Generations Apart

By: Samantha Payne
December 04, 2012

The gap between seniors and youth has increased. Statistics Canada predicts, “the number of seniors in Canada to increase from 4.2 million to 9.8 million between 2005 and 2036.” That’s more than double causing society to grown further apart, shrinking the number of those middle aged.

“I definitely see the gap both personally and professionally,” says Jeff Gruchy, Healthier Living Centre Supervisor of Downsview Services for Seniors.
“There is little to no interaction unless it is set up for them.”

Gruchy has previously facilitated intergenerational activities including a walking club in which students, from schools in neighboring areas, join seniors for a stroll. Programs like these encourage interaction and healthy living.
Valerie Bennett couldn’t agree more. Now a life style consultant with Rayoak Place by Revera, Bennett has worked with schools to encourage youth and seniors to get involved with one another. Many of her residences could attest to their experience.

“You could hear the children and seniors from down the halls getting excited about their card games,” says Bennett, “It was extremely successful.”

Bennett has organized several programs involving seniors and youth including reading buddies, music performances and games.

“One gentlemen never married or had children and he loved the programs. He was very proud to show and talk to the children about his life, where he lived and grew up, the pets he had etc. It was a very positive experience.”
Without interaction society looses history, traditions, understand and a sense of responsibility.
“When there is disconnect it effects decision making and creates a biased. We can learn from each other and it’s important not to place limitations. Youth can benefit from a seniors experience and seniors can learn new technologies from youth,” says Gruchy.

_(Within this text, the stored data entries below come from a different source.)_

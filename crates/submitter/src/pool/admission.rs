//! Admission gate: serializes launches and bounds concurrent workers.
//!
//! One submission at a time holds the gate's lock while it waits for a slot
//! and starts its process. Slots are semaphore permits; a permit travels into
//! the worker's registry record and returns to the gate when the supervisor
//! evicts that record. A ceiling of zero means no semaphore at all.

use std::sync::Arc;

use tokio::sync::{Mutex, MutexGuard, OwnedSemaphorePermit, Semaphore};
use tokio_util::sync::CancellationToken;
use tracing::debug;

use super::error::PoolError;

/// An in-progress admission. The gate stays locked until this is dropped.
pub(crate) struct Admission<'a> {
    _guard: MutexGuard<'a, ()>,
    slot: Option<OwnedSemaphorePermit>,
}

impl Admission<'_> {
    /// Move the slot permit out so it can live in the worker record.
    pub(crate) fn take_slot(&mut self) -> Option<OwnedSemaphorePermit> {
        self.slot.take()
    }
}

pub(crate) struct AdmissionGate {
    lock: Mutex<()>,
    slots: Option<Arc<Semaphore>>,
    max_concurrent: usize,
}

impl AdmissionGate {
    pub(crate) fn new(max_concurrent: usize) -> Self {
        let slots = (max_concurrent > 0).then(|| Arc::new(Semaphore::new(max_concurrent)));
        Self {
            lock: Mutex::new(()),
            slots,
            max_concurrent,
        }
    }

    /// Wait for the gate and a free slot, or fail with
    /// [`PoolError::Cancelled`] once `cancel` fires.
    pub(crate) async fn admit(
        &self,
        cancel: &CancellationToken,
    ) -> Result<Admission<'_>, PoolError> {
        let guard = tokio::select! {
            biased;
            () = cancel.cancelled() => return Err(PoolError::Cancelled),
            guard = self.lock.lock() => guard,
        };

        let slot = match &self.slots {
            None => None,
            Some(slots) => {
                if slots.available_permits() == 0 {
                    debug!(max_concurrent = self.max_concurrent, "Pool full, waiting for a slot");
                }
                let permit = tokio::select! {
                    biased;
                    () = cancel.cancelled() => return Err(PoolError::Cancelled),
                    permit = Arc::clone(slots).acquire_owned() => permit,
                };
                Some(permit.map_err(|_| PoolError::Cancelled)?)
            }
        };

        Ok(Admission {
            _guard: guard,
            slot,
        })
    }

    /// Refuse all further slots. Waiters fail with [`PoolError::Cancelled`].
    pub(crate) fn close(&self) {
        if let Some(slots) = &self.slots {
            slots.close();
        }
    }

    /// Free slots, or `None` when the pool is unbounded.
    pub(crate) fn available_slots(&self) -> Option<usize> {
        self.slots.as_ref().map(|s| s.available_permits())
    }
}
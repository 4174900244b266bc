//! Submitter Core Library
//!
//! Shared functionality for `submitter` components:
//! - Configuration resolution and hierarchy
//! - Tracing subscriber setup
//! - Common error types

pub mod config;
pub mod error;
pub mod tracing_init;

pub use config::{Config, LoggingSettings, PoolSettings};
pub use error::{Error, Result};
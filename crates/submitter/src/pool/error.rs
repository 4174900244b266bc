//! Errors from pool operations.

use std::time::Duration;

/// Errors returned by [`Pool::submit`](super::Pool::submit) and
/// [`Pool::await_idle`](super::Pool::await_idle).
#[derive(Debug, thiserror::Error)]
pub enum PoolError {
    #[error("Worker command is empty")]
    InvalidCommand,

    #[error("Failed to capture worker {stream}")]
    StreamSetup { stream: &'static str },

    #[error("Failed to start worker {program}: {reason}")]
    StartFailed { program: String, reason: String },

    #[error("Pool did not become idle within {0:?}")]
    Timeout(Duration),

    #[error("Pool has been cancelled")]
    Cancelled,
}

/// Failure to hand a payload to a worker's stdin.
///
/// Never returned from `submit`: a started worker counts as submitted whether
/// or not its payload arrived. Reported through the log in debug mode only.
#[derive(Debug, thiserror::Error)]
pub enum PayloadDeliveryError {
    #[error("Failed to encode payload: {0}")]
    Encode(#[from] serde_json::Error),

    #[error("Payload must be a JSON object, got {0}")]
    NotAnObject(&'static str),

    #[error("Failed to write payload: {0}")]
    Write(#[from] std::io::Error),
}
//! Log capture for tests that assert on emitted events.

use std::io::Write;
use std::sync::{Arc, Mutex};

use tracing::subscriber::DefaultGuard;

/// Shared buffer the capturing subscriber writes formatted events into.
#[derive(Clone, Default)]
pub(crate) struct LogBuffer(Arc<Mutex<Vec<u8>>>);

impl LogBuffer {
    pub(crate) fn contents(&self) -> String {
        String::from_utf8_lossy(&self.0.lock().unwrap()).into_owned()
    }
}

impl Write for LogBuffer {
    fn write(&mut self, buf: &[u8]) -> std::io::Result<usize> {
        self.0.lock().unwrap().extend_from_slice(buf);
        Ok(buf.len())
    }

    fn flush(&mut self) -> std::io::Result<()> {
        Ok(())
    }
}

/// Route this thread's events into a fresh buffer until the guard drops.
///
/// Tasks spawned on a current-thread runtime run on the test thread, so
/// their events land in the buffer too.
pub(crate) fn capture_logs() -> (LogBuffer, DefaultGuard) {
    let buffer = LogBuffer::default();
    let writer = buffer.clone();
    let subscriber = tracing_subscriber::fmt()
        .with_max_level(tracing::Level::DEBUG)
        .with_ansi(false)
        .with_writer(move || writer.clone())
        .finish();
    let guard = tracing::subscriber::set_default(subscriber);
    (buffer, guard)
}
//! Output consumers: what happens to a worker's stdout.
//!
//! A consumer receives the worker's stdout pipe and reads it on its own task.
//! Its result is only logged; a failing consumer never affects the pool.

use std::future::Future;
use std::pin::Pin;
use std::sync::Arc;

use tokio::io::AsyncReadExt;
use tokio::process::ChildStdout;
use tokio::sync::mpsc;

/// Future returned by an [`OutputConsumer`].
pub type ConsumeFuture = Pin<Box<dyn Future<Output = std::io::Result<()>> + Send>>;

/// Handler for a worker's stdout stream.
pub type OutputConsumer = Arc<dyn Fn(ChildStdout) -> ConsumeFuture + Send + Sync>;

/// Build a consumer from an async closure.
pub fn from_fn<F, Fut>(f: F) -> OutputConsumer
where
    F: Fn(ChildStdout) -> Fut + Send + Sync + 'static,
    Fut: Future<Output = std::io::Result<()>> + Send + 'static,
{
    Arc::new(move |stdout| -> ConsumeFuture { Box::pin(f(stdout)) })
}

/// Copy worker output to this process's stdout. The pool default.
pub fn stdout() -> OutputConsumer {
    from_fn(copy_to_stdout)
}

/// Drain and drop worker output.
pub fn discard() -> OutputConsumer {
    from_fn(drain)
}

/// Read each worker's complete output and send it on `tx`.
///
/// Fails (and so only logs) when the receiver is gone.
pub fn collect(tx: mpsc::Sender<Vec<u8>>) -> OutputConsumer {
    from_fn(move |out| send_all(out, tx.clone()))
}

async fn copy_to_stdout(mut out: ChildStdout) -> std::io::Result<()> {
    tokio::io::copy(&mut out, &mut tokio::io::stdout()).await?;
    Ok(())
}

async fn drain(mut out: ChildStdout) -> std::io::Result<()> {
    tokio::io::copy(&mut out, &mut tokio::io::sink()).await?;
    Ok(())
}

async fn send_all(mut out: ChildStdout, tx: mpsc::Sender<Vec<u8>>) -> std::io::Result<()> {
    let mut buf = Vec::new();
    out.read_to_end(&mut buf).await?;
    tx.send(buf)
        .await
        .map_err(|_| std::io::Error::new(std::io::ErrorKind::BrokenPipe, "receiver closed"))
}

Bennett adds, “Interaction depends on the individuals. You can’t just spring it on [either one].”
“Both parties have to want to be there for a common purpose or a shared goal,” says Gruchy.

When it is evident that both generations are aware and curious there is a long list of activities that will entertain and start the connection including word games, cards and reading. These types of partnerships don’t need to happen on a large scale. For example, Bennett once encountered a mother whose daughters were part of one of the intergenerational programs. She expressed how happy she was to see her children spend time with a senior. It reminded her of how her daughters weren’t able to have the presence of a grandparent in their lives because her own parents lived abroad. It filled a shadow and her children were able to have a grandparent figure in their lives.